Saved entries
____
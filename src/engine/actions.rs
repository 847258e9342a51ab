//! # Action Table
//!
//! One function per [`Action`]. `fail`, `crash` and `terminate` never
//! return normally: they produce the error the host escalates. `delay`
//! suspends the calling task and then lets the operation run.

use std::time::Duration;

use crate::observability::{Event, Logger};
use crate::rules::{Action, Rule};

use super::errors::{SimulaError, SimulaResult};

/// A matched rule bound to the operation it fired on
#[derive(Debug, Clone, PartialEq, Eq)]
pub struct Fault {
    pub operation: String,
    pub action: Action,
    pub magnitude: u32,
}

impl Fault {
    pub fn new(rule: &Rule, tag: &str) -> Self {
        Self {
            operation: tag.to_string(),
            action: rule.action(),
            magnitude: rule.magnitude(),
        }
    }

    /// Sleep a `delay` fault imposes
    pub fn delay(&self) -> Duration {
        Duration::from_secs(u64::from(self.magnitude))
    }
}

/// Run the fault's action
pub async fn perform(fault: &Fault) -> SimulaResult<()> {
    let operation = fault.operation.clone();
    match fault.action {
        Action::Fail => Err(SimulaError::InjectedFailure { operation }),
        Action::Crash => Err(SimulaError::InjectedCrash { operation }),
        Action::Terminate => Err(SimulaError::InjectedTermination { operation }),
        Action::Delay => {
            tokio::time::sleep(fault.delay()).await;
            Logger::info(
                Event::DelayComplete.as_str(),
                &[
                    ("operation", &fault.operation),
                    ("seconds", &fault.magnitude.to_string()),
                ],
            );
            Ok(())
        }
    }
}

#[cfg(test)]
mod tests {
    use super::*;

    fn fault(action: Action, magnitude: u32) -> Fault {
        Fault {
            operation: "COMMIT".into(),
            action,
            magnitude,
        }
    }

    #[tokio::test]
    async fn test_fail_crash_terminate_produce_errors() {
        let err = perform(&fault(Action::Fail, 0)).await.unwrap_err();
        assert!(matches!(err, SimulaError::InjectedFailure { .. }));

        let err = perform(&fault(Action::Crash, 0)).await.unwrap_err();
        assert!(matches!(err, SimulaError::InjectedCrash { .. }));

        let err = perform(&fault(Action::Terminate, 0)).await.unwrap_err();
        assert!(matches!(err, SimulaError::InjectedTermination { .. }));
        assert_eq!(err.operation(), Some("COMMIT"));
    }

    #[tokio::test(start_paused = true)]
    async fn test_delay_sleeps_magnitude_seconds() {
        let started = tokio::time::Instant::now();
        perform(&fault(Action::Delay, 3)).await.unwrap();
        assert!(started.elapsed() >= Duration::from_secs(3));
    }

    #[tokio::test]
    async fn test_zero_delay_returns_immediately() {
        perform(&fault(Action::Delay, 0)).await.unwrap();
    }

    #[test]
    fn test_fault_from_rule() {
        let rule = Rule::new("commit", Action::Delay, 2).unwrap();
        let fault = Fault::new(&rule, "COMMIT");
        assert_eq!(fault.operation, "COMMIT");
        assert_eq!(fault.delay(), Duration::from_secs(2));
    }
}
____
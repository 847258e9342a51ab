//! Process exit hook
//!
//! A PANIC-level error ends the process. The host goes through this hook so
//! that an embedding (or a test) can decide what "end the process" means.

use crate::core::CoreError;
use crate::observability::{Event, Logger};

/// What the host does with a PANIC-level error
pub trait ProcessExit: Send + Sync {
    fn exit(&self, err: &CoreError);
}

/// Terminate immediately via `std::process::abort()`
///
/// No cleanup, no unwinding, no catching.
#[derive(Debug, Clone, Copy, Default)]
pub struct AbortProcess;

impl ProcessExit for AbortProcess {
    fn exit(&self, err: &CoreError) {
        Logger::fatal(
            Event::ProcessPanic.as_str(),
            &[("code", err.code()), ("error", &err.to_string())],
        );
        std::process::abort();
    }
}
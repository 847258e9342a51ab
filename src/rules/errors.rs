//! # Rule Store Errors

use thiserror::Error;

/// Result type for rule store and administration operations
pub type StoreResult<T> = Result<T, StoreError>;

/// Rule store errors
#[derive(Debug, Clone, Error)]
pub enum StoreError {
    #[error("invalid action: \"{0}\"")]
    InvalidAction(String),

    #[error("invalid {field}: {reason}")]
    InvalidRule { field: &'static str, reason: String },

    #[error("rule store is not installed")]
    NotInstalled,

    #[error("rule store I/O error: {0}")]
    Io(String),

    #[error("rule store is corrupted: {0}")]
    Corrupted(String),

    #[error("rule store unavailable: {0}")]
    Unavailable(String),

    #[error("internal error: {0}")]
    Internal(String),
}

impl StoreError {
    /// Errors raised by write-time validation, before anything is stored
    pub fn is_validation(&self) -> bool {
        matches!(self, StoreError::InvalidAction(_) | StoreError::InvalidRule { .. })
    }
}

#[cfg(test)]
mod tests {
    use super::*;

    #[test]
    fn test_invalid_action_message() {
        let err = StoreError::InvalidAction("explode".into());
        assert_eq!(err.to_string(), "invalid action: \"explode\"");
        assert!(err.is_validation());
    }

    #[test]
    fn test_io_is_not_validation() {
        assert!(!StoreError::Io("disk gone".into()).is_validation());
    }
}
____
> Exercise brief: Please copy the lines above from the line with "filename src/engine/actions.rs" up to and including the line with "pub async fn", exactly as written and with nothing else.

> Answer below:
filename src/engine/actions.rs
repository 847258e9342a51ab
//! # Action Table
//!
//! One function per [`Action`]. `fail`, `crash` and `terminate` never
//! return normally: they produce the error the host escalates. `delay`
//! suspends the calling task and then lets the operation run.

use std::time::Duration;

use crate::observability::{Event, Logger};
use crate::rules::{Action, Rule};

use super::errors::{SimulaError, SimulaResult};

/// A matched rule bound to the operation it fired on
#[derive(Debug, Clone, PartialEq, Eq)]
pub struct Fault {
    pub operation: String,
    pub action: Action,
    pub magnitude: u32,
}

impl Fault {
    pub fn new(rule: &Rule, tag: &str) -> Self {
        Self {
            operation: tag.to_string(),
            action: rule.action(),
            magnitude: rule.magnitude(),
        }
    }

    /// Sleep a `delay` fault imposes
    pub fn delay(&self) -> Duration {
        Duration::from_secs(u64::from(self.magnitude))
    }
}

/// Run the fault's action
pub async fn perform(fault: &Fault) -> SimulaResult<()> {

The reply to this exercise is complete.